START EXERCISE MATERIAL
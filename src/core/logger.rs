//! Cycle logging functionality
//!
//! One JSON object per poll, one line per object, flushed after every
//! write so a crash loses at most the record currently being written.

use chrono::{DateTime, Utc};
use serde::Serialize;
use serde_json::Value;
use std::fs::{File, OpenOptions};
use std::io::{BufWriter, Write};
use std::path::PathBuf;
use thiserror::Error;

/// Timestamp format inside log lines (second precision)
pub const RECORD_TIMESTAMP_FORMAT: &str = "%Y-%m-%dT%H:%M:%S";

/// Timestamp format embedded in log file names
pub const FILE_TIMESTAMP_FORMAT: &str = "%Y%m%dT%H%M%S";

/// Log writer error types
#[derive(Error, Debug)]
pub enum WriterError {
    /// Write attempted before `open()`
    #[error("Writer not opened")]
    NotOpen,

    /// I/O error
    #[error("I/O error: {0}")]
    Io(#[from] std::io::Error),

    /// Record could not be serialized
    #[error("Serialization error: {0}")]
    Serialize(#[from] serde_json::Error),
}

/// One record per poll
#[derive(Debug, Clone)]
pub struct LogRecord {
    /// Wall-clock timestamp of the poll
    pub timestamp: DateTime<Utc>,
    /// Source port identifier
    pub port_id: String,
    /// Protocol response data
    pub payload: Value,
    /// Open metadata map (e.g. iteration index)
    pub meta: Value,
}

impl LogRecord {
    /// Create a record stamped with the current time
    pub fn new(port_id: &str, payload: Value) -> Self {
        Self {
            timestamp: Utc::now(),
            port_id: port_id.to_string(),
            payload,
            meta: Value::Object(serde_json::Map::new()),
        }
    }

    /// Attach metadata
    #[must_use]
    pub fn with_meta(mut self, meta: Value) -> Self {
        self.meta = meta;
        self
    }

    /// Serialize as the one-line JSON object written to the cycle log
    pub fn to_json_line(&self) -> Result<String, serde_json::Error> {
        #[derive(Serialize)]
        struct Line<'a> {
            ts: String,
            port_id: &'a str,
            data: &'a Value,
            meta: &'a Value,
        }

        serde_json::to_string(&Line {
            ts: self.timestamp.format(RECORD_TIMESTAMP_FORMAT).to_string(),
            port_id: &self.port_id,
            data: &self.payload,
            meta: &self.meta,
        })
    }
}

/// Append-only line writer for one cycle
pub struct CycleLogWriter {
    base_dir: PathBuf,
    cycle_name: String,
    started_at: DateTime<Utc>,
    path: Option<PathBuf>,
    file: Option<BufWriter<File>>,
}

impl CycleLogWriter {
    /// Create a writer for a cycle starting at the given time
    pub fn new(base_dir: impl Into<PathBuf>, cycle_name: &str, started_at: DateTime<Utc>) -> Self {
        Self {
            base_dir: base_dir.into(),
            cycle_name: cycle_name.to_string(),
            started_at,
            path: None,
            file: None,
        }
    }

    /// File name for this cycle, unique per start second
    pub fn file_name(&self) -> String {
        format!(
            "{}_{}.log",
            self.cycle_name,
            self.started_at.format(FILE_TIMESTAMP_FORMAT)
        )
    }

    /// Create the log directory as needed and open the file in append mode
    pub fn open(&mut self) -> Result<PathBuf, WriterError> {
        std::fs::create_dir_all(&self.base_dir)?;
        let path = self.base_dir.join(self.file_name());
        let file = OpenOptions::new().create(true).append(true).open(&path)?;
        self.file = Some(BufWriter::new(file));
        self.path = Some(path.clone());
        Ok(path)
    }

    /// Append one record and flush it to disk
    pub fn write(&mut self, record: &LogRecord) -> Result<(), WriterError> {
        let file = self.file.as_mut().ok_or(WriterError::NotOpen)?;
        let line = record.to_json_line()?;
        writeln!(file, "{line}")?;
        file.flush()?;
        Ok(())
    }

    /// Release the file handle; safe to call repeatedly
    pub fn close(&mut self) {
        if let Some(mut file) = self.file.take() {
            let _ = file.flush();
        }
    }

    /// Whether the writer is open
    pub fn is_open(&self) -> bool {
        self.file.is_some()
    }

    /// Resolved log path, once opened
    pub fn path(&self) -> Option<&PathBuf> {
        self.path.as_ref()
    }
}

impl Drop for CycleLogWriter {
    fn drop(&mut self) {
        self.close();
    }
}

#[cfg(test)]
mod tests {
    use super::*;
    use chrono::TimeZone;
    use serde_json::json;

    fn fixed_start() -> DateTime<Utc> {
        Utc.with_ymd_and_hms(2024, 1, 1, 12, 0, 0).unwrap()
    }

    #[test]
    fn test_file_name_embeds_cycle_and_start() {
        let writer = CycleLogWriter::new("logs", "cycle1", fixed_start());
        assert_eq!(writer.file_name(), "cycle1_20240101T120000.log");
    }

    #[test]
    fn test_write_before_open_fails() {
        let mut writer = CycleLogWriter::new("logs", "cycle1", fixed_start());
        let record = LogRecord::new("p1", json!({"val": 1}));
        assert!(matches!(writer.write(&record), Err(WriterError::NotOpen)));
    }

    #[test]
    fn test_record_line_round_trip() {
        let record = LogRecord {
            timestamp: fixed_start(),
            port_id: "p1".to_string(),
            payload: json!({"val": 123}),
            meta: json!({"m": 1}),
        };

        let line = record.to_json_line().unwrap();
        let parsed: serde_json::Value = serde_json::from_str(&line).unwrap();
        assert_eq!(parsed["ts"], "2024-01-01T12:00:00");
        assert_eq!(parsed["port_id"], "p1");
        assert_eq!(parsed["data"]["val"], 123);
        assert_eq!(parsed["meta"]["m"], 1);
    }

    #[test]
    fn test_writer_appends_and_flushes() {
        let dir = tempfile::tempdir().unwrap();
        let mut writer = CycleLogWriter::new(dir.path(), "cycle1", fixed_start());
        let path = writer.open().unwrap();

        let record = LogRecord {
            timestamp: fixed_start(),
            port_id: "p1".to_string(),
            payload: json!({"val": 123}),
            meta: json!({"m": 1}),
        };
        writer.write(&record).unwrap();
        writer.write(&record).unwrap();
        writer.close();
        writer.close();

        let content = std::fs::read_to_string(&path).unwrap();
        assert_eq!(content.lines().count(), 2);
    }
}
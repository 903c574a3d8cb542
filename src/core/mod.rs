//! Core module containing the acquisition path of Fieldlog
//!
//! This module provides:
//! - Transport adapter layer with stub and Modbus RTU register clients
//! - Bus connection with connect/read retry and call-shape negotiation
//! - Cycle log writer (append-only JSON lines)
//! - Acquisition session lifecycle
//! - File-based session tracker for cross-process status visibility
//! - Modbus RTU framing for the read path

pub mod bus;
pub mod logger;
pub mod protocol;
pub mod session;
pub mod tracker;
pub mod transport;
END EXERCISE MATERIAL
## THE PROBLEM
Print the records above exactly as they appear.

## WRITTEN ANSWER
filename src/core/logger.rs
//! Cycle logging functionality
//!
//! One JSON object per poll, one line per object, flushed after every
//! write so a crash loses at most the record currently being written.

use chrono::{DateTime, Utc};
use serde::Serialize;
use serde_json::Value;
use std::fs::{File, OpenOptions};
use std::io::{BufWriter, Write};
use std::path::PathBuf;
use thiserror::Error;

/// Timestamp format inside log lines (second precision)
pub const RECORD_TIMESTAMP_FORMAT: &str = "%Y-%m-%dT%H:%M:%S";

/// Timestamp format embedded in log file names
pub const FILE_TIMESTAMP_FORMAT: &str = "%Y%m%dT%H%M%S";

/// Log writer error types
#[derive(Error, Debug)]
pub enum WriterError {
    /// Write attempted before `open()`
    #[error("Writer not opened")]
    NotOpen,

    /// I/O error
    #[error("I/O error: {0}")]
    Io(#[from] std::io::Error),

    /// Record could not be serialized
    #[error("Serialization error: {0}")]
    Serialize(#[from] serde_json::Error),
}

/// One record per poll
#[derive(Debug, Clone)]
pub struct LogRecord {
    /// Wall-clock timestamp of the poll
    pub timestamp: DateTime<Utc>,
    /// Source port identifier
    pub port_id: String,
    /// Protocol response data
    pub payload: Value,
    /// Open metadata map (e.g. iteration index)
    pub meta: Value,
}

impl LogRecord {
    /// Create a record stamped with the current time
    pub fn new(port_id: &str, payload: Value) -> Self {
        Self {
            timestamp: Utc::now(),
            port_id: port_id.to_string(),
            payload,
            meta: Value::Object(serde_json::Map::new()),
        }
    }

    /// Attach metadata
    #[must_use]
    pub fn with_meta(mut self, meta: Value) -> Self {
        self.meta = meta;
        self
    }

    /// Serialize as the one-line JSON object written to the cycle log
    pub fn to_json_line(&self) -> Result<String, serde_json::Error> {
        #[derive(Serialize)]
        struct Line<'a> {
            ts: String,
            port_id: &'a str,
            data: &'a Value,
            meta: &'a Value,
        }

        serde_json::to_string(&Line {
            ts: self.timestamp.format(RECORD_TIMESTAMP_FORMAT).to_string(),
            port_id: &self.port_id,
            data: &self.payload,
            meta: &self.meta,
        })
    }
}

/// Append-only line writer for one cycle
pub struct CycleLogWriter {
    base_dir: PathBuf,
    cycle_name: String,
    started_at: DateTime<Utc>,
    path: Option<PathBuf>,
    file: Option<BufWriter<File>>,
}

impl CycleLogWriter {
    /// Create a writer for a cycle starting at the given time
    pub fn new(base_dir: impl Into<PathBuf>, cycle_name: &str, started_at: DateTime<Utc>) -> Self {
        Self {
            base_dir: base_dir.into(),
            cycle_name: cycle_name.to_string(),
            started_at,
            path: None,
            file: None,
        }
    }

    /// File name for this cycle, unique per start second
    pub fn file_name(&self) -> String {
        format!(
            "{}_{}.log",
            self.cycle_name,
            self.started_at.format(FILE_TIMESTAMP_FORMAT)
        )
    }

    /// Create the log directory as needed and open the file in append mode
    pub fn open(&mut self) -> Result<PathBuf, WriterError> {
        std::fs::create_dir_all(&self.base_dir)?;
        let path = self.base_dir.join(self.file_name());
        let file = OpenOptions::new().create(true).append(true).open(&path)?;
        self.file = Some(BufWriter::new(file));
        self.path = Some(path.clone());
        Ok(path)
    }

    /// Append one record and flush it to disk
    pub fn write(&mut self, record: &LogRecord) -> Result<(), WriterError> {
        let file = self.file.as_mut().ok_or(WriterError::NotOpen)?;
        let line = record.to_json_line()?;
        writeln!(file, "{line}")?;
        file.flush()?;
        Ok(())
    }

    /// Release the file handle; safe to call repeatedly
    pub fn close(&mut self) {
        if let Some(mut file) = self.file.take() {
            let _ = file.flush();
        }
    }

    /// Whether the writer is open
    pub fn is_open(&self) -> bool {
        self.file.is_some()
    }

    /// Resolved log path, once opened
    pub fn path(&self) -> Option<&PathBuf> {
        self.path.as_ref()
    }
}

impl Drop for CycleLogWriter {
    fn drop(&mut self) {
        self.close();
    }
}

#[cfg(test)]
mod tests {
    use super::*;
    use chrono::TimeZone;
    use serde_json::json;

    fn fixed_start() -> DateTime<Utc> {
        Utc.with_ymd_and_hms(2024, 1, 1, 12, 0, 0).unwrap()
    }

    #[test]
    fn test_file_name_embeds_cycle_and_start() {
        let writer = CycleLogWriter::new("logs", "cycle1", fixed_start());
        assert_eq!(writer.file_name(), "cycle1_20240101T120000.log");
    }

    #[test]
    fn test_write_before_open_fails() {
        let mut writer = CycleLogWriter::new("logs", "cycle1", fixed_start());
        let record = LogRecord::new("p1", json!({"val": 1}));
        assert!(matches!(writer.write(&record), Err(WriterError::NotOpen)));
    }

    #[test]
    fn test_record_line_round_trip() {
        let record = LogRecord {
            timestamp: fixed_start(),
            port_id: "p1".to_string(),
            payload: json!({"val": 123}),
            meta: json!({"m": 1}),
        };

        let line = record.to_json_line().unwrap();
        let parsed: serde_json::Value = serde_json::from_str(&line).unwrap();
        assert_eq!(parsed["ts"], "2024-01-01T12:00:00");
        assert_eq!(parsed["port_id"], "p1");
        assert_eq!(parsed["data"]["val"], 123);
        assert_eq!(parsed["meta"]["m"], 1);
    }

    #[test]
    fn test_writer_appends_and_flushes() {
        let dir = tempfile::tempdir().unwrap();
        let mut writer = CycleLogWriter::new(dir.path(), "cycle1", fixed_start());
        let path = writer.open().unwrap();

        let record = LogRecord {
            timestamp: fixed_start(),
            port_id: "p1".to_string(),
            payload: json!({"val": 123}),
            meta: json!({"m": 1}),
        };
        writer.write(&record).unwrap();
        writer.write(&record).unwrap();
        writer.close();
        writer.close();

        let content = std::fs::read_to_string(&path).unwrap();
        assert_eq!(content.lines().count(), 2);
    }
}
repository 903c574a3d8cb542
filename src/core/mod.rs
//! Core module containing the acquisition path of Fieldlog
//!
//! This module provides:
//! - Transport adapter layer with stub and Modbus RTU register clients
//! - Bus connection with connect/read retry and call-shape negotiation
//! - Cycle log writer (append-only JSON lines)
//! - Acquisition session lifecycle
//! - File-based session tracker for cross-process status visibility
//! - Modbus RTU framing for the read path

pub mod bus;
pub mod logger;
pub mod protocol;
pub mod session;
pub mod tracker;
pub mod transport;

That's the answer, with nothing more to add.